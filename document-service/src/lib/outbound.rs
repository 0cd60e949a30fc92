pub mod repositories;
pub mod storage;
--
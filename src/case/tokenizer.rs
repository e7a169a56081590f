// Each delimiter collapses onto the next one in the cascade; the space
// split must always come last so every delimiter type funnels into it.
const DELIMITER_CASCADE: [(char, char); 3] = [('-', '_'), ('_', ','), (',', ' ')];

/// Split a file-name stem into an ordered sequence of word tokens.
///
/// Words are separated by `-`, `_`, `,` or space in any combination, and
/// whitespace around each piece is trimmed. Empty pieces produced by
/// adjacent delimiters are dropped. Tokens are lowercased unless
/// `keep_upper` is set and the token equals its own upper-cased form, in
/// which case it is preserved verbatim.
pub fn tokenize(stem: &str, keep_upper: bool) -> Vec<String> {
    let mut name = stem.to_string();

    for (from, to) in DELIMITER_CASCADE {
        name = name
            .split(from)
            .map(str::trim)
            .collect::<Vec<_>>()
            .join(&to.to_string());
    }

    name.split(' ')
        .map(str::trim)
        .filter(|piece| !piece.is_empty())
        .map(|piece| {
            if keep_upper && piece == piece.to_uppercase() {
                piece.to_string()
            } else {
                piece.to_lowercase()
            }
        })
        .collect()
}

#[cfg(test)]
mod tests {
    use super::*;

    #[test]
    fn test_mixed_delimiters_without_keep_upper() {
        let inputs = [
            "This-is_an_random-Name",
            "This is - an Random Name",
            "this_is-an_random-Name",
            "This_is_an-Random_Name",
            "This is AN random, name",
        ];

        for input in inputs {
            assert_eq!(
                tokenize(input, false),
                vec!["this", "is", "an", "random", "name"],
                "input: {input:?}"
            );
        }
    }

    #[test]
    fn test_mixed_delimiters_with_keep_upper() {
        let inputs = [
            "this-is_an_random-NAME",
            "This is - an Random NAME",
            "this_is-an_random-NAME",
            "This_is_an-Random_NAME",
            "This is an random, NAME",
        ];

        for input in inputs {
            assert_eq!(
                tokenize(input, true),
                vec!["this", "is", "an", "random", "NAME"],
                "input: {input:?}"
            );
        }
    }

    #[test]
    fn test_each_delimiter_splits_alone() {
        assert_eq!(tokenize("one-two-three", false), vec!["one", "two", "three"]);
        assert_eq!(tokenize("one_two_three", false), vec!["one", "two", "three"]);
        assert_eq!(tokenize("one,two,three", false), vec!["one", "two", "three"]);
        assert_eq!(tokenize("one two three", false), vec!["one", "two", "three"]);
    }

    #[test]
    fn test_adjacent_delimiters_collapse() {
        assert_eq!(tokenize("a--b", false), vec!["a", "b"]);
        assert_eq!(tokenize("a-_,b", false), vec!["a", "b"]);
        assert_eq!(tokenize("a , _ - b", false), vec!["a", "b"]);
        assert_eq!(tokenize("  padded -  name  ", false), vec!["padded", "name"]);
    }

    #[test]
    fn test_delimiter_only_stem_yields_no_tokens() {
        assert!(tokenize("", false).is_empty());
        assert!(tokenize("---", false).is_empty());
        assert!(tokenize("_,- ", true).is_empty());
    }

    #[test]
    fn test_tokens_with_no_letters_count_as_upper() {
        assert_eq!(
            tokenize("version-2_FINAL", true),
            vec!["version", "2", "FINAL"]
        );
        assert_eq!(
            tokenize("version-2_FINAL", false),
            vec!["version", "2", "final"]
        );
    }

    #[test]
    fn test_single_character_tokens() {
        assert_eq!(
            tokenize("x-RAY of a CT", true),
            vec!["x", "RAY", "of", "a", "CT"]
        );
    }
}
---
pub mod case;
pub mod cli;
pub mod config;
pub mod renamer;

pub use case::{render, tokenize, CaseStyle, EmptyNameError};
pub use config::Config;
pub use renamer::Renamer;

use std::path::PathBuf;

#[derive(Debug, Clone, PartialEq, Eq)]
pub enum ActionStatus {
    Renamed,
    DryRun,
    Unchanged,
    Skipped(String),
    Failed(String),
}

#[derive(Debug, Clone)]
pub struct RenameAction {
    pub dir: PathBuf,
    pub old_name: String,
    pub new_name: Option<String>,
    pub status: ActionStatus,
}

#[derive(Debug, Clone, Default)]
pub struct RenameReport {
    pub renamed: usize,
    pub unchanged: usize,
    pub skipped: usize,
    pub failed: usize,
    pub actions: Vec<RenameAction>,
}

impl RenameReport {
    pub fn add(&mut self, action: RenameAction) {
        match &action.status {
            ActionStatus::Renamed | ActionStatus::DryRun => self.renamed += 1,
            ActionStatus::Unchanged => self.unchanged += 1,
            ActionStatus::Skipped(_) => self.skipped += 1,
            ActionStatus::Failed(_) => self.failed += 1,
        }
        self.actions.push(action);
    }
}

*Task statement*: Take every line above that includes "filename" and list it.

*Answer to this problem*:
filename document-service/src/lib/outbound.rs
filename src/case/tokenizer.rs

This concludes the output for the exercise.